Prompt: Every line containing the word "force" is to be copied from the data below.

Source records:
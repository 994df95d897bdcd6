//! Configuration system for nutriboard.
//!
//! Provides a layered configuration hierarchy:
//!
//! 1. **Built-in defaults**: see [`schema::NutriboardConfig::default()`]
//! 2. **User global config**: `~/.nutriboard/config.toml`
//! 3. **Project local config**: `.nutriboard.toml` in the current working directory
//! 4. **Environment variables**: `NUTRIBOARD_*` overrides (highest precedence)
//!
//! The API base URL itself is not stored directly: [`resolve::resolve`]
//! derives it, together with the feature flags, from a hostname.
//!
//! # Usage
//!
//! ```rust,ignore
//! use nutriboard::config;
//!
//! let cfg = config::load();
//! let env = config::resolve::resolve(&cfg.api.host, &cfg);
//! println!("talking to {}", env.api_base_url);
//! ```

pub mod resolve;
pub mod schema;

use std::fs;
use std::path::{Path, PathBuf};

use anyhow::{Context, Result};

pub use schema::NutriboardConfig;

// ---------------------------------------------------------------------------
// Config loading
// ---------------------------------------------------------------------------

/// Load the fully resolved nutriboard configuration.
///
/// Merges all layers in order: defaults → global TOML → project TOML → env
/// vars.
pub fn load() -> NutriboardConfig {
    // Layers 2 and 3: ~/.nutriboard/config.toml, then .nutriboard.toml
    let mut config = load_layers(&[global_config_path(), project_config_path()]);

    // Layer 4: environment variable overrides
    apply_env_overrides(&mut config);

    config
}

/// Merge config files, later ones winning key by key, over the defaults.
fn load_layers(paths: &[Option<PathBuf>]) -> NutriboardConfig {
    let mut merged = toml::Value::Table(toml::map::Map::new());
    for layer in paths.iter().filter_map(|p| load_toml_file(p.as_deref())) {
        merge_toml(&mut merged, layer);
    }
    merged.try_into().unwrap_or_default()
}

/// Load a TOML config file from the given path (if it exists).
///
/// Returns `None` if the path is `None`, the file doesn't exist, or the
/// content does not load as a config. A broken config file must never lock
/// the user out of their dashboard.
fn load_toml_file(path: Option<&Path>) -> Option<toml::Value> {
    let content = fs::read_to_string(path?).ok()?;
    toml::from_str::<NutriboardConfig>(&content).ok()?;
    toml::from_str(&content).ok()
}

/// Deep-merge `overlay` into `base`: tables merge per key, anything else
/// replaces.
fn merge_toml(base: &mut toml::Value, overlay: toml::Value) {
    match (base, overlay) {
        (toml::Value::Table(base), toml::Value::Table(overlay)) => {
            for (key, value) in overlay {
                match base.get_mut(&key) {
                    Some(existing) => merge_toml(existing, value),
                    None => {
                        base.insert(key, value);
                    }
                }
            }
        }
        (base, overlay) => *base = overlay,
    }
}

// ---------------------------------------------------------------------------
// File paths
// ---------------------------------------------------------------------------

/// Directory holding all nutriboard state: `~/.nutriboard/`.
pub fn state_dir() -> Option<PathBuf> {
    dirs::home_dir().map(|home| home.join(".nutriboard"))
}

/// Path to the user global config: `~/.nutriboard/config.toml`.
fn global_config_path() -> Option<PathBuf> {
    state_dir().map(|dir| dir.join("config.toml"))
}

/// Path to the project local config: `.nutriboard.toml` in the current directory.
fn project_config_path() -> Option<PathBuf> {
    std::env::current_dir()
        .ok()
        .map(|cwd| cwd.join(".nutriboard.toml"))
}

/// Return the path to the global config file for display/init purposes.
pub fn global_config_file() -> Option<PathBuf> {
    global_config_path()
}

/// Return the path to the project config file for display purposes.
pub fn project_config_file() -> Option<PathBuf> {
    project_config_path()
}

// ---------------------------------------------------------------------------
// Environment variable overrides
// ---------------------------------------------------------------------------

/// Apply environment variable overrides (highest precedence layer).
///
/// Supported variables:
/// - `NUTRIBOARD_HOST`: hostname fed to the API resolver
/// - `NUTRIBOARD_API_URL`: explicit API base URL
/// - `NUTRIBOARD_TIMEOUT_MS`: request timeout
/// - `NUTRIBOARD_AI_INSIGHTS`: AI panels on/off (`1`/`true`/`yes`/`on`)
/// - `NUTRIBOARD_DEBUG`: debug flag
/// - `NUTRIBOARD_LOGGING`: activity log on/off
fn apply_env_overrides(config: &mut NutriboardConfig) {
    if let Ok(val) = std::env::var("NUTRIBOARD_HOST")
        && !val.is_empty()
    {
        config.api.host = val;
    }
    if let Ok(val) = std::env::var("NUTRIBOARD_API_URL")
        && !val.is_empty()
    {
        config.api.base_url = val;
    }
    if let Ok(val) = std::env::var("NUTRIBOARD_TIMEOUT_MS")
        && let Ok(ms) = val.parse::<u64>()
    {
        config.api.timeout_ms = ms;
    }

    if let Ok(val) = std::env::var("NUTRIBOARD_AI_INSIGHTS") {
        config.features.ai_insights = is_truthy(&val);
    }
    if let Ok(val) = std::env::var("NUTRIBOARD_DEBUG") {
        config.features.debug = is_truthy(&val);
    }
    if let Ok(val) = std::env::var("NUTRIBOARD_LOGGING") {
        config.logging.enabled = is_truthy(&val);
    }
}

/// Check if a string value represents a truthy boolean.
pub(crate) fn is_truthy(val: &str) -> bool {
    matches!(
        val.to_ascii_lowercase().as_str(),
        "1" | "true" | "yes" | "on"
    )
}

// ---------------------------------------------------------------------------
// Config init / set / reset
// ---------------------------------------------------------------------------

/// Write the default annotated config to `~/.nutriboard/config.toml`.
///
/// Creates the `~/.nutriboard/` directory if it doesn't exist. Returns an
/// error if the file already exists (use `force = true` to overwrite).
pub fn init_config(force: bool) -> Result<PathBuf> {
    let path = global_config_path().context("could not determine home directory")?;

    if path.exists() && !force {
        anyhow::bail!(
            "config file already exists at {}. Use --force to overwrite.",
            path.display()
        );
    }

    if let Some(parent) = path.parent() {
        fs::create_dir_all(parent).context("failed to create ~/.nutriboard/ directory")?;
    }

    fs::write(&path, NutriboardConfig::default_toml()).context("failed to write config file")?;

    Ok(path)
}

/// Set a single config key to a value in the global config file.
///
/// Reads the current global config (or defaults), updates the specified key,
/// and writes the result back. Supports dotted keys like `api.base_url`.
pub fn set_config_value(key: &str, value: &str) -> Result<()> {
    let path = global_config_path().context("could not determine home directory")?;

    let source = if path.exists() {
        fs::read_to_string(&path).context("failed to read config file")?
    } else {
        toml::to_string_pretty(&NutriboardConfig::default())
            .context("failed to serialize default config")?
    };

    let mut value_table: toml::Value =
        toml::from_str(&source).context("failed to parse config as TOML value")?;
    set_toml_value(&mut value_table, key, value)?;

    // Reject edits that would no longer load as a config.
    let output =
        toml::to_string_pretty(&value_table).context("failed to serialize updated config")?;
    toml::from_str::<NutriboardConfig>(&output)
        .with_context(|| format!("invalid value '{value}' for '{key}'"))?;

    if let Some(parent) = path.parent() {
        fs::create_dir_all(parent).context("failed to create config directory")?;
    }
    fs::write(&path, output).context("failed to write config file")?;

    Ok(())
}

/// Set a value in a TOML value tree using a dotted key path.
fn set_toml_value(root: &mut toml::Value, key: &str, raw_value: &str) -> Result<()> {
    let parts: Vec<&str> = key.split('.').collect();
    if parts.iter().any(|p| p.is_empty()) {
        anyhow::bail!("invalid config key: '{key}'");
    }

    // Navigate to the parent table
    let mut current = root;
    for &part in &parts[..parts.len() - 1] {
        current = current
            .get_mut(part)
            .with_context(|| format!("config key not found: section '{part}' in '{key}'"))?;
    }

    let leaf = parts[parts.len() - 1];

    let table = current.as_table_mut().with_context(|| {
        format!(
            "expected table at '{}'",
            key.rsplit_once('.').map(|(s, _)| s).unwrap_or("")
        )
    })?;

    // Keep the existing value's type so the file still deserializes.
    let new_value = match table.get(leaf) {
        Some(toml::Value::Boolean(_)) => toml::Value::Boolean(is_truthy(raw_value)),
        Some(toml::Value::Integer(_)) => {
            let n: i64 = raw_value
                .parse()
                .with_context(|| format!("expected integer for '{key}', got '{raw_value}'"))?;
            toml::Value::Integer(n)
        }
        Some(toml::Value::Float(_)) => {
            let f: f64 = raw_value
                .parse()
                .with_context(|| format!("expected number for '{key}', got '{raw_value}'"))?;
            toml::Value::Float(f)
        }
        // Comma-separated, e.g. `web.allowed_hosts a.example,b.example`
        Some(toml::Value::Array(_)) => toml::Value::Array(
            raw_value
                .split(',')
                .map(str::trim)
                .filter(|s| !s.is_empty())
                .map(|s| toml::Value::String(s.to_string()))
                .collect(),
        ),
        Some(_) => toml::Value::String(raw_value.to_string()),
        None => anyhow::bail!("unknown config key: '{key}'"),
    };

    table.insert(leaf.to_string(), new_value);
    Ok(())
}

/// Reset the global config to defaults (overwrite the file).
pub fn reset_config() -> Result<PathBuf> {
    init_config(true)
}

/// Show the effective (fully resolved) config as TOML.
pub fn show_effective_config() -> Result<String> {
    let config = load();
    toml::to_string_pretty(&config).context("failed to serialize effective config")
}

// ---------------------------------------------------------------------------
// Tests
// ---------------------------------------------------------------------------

...

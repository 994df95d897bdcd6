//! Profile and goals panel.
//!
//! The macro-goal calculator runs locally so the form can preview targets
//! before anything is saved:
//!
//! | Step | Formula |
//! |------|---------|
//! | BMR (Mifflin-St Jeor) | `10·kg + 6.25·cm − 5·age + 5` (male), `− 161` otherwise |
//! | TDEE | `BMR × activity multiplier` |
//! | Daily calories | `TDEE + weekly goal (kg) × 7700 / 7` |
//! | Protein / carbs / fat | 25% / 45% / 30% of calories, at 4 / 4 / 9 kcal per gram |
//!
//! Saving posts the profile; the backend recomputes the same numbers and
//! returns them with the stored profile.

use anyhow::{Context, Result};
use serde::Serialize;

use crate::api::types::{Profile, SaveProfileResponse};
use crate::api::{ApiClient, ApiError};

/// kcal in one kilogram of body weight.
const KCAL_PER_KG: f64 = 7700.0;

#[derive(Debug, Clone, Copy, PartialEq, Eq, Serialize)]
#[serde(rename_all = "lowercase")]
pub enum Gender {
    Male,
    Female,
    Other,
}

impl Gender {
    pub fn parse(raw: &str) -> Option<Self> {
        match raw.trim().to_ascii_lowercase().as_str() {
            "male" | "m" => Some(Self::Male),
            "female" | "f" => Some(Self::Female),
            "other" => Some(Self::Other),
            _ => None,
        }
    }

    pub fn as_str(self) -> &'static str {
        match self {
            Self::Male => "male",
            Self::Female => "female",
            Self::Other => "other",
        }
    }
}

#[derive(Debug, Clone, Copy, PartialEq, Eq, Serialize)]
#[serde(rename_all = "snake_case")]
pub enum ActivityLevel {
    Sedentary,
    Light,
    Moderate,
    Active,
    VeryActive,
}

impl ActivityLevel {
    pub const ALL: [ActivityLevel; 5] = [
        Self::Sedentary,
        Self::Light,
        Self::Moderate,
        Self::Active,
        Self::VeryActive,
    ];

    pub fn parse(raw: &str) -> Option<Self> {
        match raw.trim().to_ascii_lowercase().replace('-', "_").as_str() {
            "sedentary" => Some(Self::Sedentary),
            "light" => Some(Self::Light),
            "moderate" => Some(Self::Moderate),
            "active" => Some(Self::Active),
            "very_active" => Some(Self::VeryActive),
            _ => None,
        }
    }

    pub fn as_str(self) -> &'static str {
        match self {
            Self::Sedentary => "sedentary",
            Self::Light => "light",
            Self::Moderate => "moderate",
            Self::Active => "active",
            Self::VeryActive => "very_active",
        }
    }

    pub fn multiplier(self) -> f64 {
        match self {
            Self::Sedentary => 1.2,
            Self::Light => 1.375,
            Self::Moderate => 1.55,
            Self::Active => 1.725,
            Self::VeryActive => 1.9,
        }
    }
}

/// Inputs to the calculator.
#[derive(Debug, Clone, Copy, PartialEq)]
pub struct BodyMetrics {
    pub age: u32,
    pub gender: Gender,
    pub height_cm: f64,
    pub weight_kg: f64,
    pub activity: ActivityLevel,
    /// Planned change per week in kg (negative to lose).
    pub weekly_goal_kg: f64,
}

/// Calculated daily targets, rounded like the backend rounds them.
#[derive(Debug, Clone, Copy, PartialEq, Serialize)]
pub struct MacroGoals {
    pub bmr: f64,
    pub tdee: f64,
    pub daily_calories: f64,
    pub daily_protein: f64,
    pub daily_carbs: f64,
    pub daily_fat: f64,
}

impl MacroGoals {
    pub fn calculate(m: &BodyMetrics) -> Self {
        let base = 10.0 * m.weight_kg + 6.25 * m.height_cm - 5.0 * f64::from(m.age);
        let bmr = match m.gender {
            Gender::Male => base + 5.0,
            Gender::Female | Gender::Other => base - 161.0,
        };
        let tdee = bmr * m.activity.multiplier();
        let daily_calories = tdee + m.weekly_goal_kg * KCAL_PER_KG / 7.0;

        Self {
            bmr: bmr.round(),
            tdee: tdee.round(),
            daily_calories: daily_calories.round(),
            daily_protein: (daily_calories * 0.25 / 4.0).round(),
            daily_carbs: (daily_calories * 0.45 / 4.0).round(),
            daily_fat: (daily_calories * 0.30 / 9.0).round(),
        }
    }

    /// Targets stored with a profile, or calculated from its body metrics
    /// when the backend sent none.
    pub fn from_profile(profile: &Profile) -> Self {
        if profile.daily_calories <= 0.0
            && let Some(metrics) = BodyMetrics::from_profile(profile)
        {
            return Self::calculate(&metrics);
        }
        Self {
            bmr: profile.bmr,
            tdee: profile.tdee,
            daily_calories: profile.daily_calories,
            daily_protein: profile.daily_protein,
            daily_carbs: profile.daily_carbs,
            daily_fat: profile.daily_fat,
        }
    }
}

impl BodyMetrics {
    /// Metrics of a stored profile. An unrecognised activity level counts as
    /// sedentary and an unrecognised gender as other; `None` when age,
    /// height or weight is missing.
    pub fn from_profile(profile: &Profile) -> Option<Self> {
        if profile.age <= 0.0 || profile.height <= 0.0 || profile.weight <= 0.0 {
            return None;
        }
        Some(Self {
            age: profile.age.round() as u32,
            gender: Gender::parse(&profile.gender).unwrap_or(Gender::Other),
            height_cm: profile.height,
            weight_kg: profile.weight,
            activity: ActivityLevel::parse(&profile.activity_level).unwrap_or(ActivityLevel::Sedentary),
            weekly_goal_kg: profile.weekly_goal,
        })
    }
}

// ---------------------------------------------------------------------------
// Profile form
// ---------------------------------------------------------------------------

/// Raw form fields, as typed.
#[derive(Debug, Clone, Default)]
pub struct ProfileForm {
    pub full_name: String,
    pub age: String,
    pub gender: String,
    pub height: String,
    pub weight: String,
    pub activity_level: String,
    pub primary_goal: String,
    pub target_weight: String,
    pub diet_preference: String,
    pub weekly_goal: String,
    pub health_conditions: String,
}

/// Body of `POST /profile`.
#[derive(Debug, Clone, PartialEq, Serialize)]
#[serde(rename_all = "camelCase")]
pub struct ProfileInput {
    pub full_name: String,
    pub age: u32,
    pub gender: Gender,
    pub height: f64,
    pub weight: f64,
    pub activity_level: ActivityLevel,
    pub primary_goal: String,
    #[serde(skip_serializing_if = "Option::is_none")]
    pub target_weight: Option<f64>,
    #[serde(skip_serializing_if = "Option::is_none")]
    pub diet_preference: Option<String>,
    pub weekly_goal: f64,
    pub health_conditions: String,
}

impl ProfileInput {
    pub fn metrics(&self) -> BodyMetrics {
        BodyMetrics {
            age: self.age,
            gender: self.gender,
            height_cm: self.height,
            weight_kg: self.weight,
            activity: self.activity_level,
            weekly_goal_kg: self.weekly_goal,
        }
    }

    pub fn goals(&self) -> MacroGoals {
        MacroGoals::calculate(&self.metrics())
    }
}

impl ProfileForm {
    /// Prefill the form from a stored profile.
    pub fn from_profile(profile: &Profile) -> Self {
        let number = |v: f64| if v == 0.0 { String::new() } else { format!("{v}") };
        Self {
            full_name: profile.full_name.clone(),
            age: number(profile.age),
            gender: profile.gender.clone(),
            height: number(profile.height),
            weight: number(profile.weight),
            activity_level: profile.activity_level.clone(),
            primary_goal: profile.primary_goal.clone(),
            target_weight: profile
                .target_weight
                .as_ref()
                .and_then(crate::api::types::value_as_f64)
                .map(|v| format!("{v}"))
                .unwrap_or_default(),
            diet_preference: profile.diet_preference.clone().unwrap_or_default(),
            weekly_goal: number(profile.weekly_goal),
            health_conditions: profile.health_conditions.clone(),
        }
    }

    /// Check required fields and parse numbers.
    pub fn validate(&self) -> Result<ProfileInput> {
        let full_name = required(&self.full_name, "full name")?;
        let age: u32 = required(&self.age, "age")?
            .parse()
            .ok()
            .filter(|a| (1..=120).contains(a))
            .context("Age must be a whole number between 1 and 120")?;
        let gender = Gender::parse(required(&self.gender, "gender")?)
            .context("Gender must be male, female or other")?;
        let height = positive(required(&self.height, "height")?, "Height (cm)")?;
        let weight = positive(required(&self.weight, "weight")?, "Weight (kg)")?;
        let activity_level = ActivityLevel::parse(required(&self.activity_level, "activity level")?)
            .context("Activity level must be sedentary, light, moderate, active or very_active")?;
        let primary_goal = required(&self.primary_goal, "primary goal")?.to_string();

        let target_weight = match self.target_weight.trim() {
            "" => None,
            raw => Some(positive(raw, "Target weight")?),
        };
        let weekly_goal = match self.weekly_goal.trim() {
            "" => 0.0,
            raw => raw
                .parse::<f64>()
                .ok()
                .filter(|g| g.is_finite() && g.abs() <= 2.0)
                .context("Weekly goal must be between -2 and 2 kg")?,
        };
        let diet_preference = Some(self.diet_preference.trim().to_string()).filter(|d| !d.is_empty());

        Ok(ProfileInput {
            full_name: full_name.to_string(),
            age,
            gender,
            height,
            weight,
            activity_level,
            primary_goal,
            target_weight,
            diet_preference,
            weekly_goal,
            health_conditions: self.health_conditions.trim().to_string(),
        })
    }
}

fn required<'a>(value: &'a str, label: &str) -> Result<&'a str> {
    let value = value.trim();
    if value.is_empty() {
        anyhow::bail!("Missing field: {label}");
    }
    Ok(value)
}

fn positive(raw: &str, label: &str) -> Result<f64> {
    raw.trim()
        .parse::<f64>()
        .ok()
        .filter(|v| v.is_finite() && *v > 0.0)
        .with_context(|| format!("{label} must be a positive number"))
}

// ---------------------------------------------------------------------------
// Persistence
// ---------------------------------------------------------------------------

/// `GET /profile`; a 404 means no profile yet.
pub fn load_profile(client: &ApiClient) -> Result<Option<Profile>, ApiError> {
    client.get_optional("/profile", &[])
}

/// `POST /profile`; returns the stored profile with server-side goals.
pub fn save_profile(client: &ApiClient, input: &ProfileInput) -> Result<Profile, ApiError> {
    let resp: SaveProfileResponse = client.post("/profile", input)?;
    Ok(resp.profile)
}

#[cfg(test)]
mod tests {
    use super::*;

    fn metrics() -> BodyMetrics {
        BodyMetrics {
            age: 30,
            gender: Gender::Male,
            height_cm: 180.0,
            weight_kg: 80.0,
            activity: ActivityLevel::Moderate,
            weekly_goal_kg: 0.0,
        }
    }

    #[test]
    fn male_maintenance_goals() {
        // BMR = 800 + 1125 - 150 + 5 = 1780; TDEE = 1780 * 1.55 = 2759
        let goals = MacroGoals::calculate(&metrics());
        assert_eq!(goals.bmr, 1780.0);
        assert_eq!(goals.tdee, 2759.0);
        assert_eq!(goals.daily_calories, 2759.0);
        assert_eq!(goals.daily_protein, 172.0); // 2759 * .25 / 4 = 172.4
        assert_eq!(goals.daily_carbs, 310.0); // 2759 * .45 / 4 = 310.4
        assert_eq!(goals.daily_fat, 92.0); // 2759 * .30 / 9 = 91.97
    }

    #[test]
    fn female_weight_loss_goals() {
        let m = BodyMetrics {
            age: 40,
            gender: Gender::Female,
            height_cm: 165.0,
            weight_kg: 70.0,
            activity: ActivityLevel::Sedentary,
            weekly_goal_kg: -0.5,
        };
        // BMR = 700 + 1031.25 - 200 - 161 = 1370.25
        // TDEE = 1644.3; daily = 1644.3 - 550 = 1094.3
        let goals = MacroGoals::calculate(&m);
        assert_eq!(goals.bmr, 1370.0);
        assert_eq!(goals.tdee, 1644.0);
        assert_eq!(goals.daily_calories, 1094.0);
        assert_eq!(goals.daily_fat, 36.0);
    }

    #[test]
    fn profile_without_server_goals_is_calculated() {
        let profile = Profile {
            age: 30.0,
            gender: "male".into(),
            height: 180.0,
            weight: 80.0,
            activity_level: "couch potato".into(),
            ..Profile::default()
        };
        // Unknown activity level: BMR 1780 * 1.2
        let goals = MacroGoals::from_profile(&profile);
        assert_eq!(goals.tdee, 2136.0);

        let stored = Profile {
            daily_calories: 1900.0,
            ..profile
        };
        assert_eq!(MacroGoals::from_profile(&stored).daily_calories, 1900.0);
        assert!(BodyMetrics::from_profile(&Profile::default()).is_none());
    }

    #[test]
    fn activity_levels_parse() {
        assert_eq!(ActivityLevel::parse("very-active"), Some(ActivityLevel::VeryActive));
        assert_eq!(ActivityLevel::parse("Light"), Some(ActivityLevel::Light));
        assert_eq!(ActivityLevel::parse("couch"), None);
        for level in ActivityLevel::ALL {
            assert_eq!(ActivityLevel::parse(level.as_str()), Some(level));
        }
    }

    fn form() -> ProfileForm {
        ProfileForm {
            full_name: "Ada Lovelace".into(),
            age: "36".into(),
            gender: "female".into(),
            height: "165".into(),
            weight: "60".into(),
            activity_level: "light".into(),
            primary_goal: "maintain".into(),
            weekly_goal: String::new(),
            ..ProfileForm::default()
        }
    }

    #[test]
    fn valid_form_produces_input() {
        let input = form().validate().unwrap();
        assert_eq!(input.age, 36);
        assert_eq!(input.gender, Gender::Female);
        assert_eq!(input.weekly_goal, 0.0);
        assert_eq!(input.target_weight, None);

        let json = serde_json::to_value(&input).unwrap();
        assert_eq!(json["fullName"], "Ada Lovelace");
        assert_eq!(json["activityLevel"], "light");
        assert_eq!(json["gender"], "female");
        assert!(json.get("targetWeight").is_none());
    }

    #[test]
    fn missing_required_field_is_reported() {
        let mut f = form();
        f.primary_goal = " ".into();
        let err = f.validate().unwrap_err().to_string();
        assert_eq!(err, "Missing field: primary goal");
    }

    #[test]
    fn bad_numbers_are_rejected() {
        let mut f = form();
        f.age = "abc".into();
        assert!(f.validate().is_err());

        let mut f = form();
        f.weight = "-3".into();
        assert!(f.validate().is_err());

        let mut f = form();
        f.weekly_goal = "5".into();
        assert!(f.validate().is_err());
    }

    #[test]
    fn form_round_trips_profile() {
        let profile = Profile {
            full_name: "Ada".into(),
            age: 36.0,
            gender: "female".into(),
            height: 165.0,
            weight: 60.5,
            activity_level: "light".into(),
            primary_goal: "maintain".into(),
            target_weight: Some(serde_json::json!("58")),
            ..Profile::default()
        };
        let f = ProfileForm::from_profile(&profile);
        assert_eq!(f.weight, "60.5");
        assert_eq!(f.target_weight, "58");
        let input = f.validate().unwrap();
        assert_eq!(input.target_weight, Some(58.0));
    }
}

Answer area:
/// error if the file already exists (use `force = true` to overwrite).
pub fn init_config(force: bool) -> Result<PathBuf> {
    if path.exists() && !force {
            "config file already exists at {}. Use --force to overwrite.",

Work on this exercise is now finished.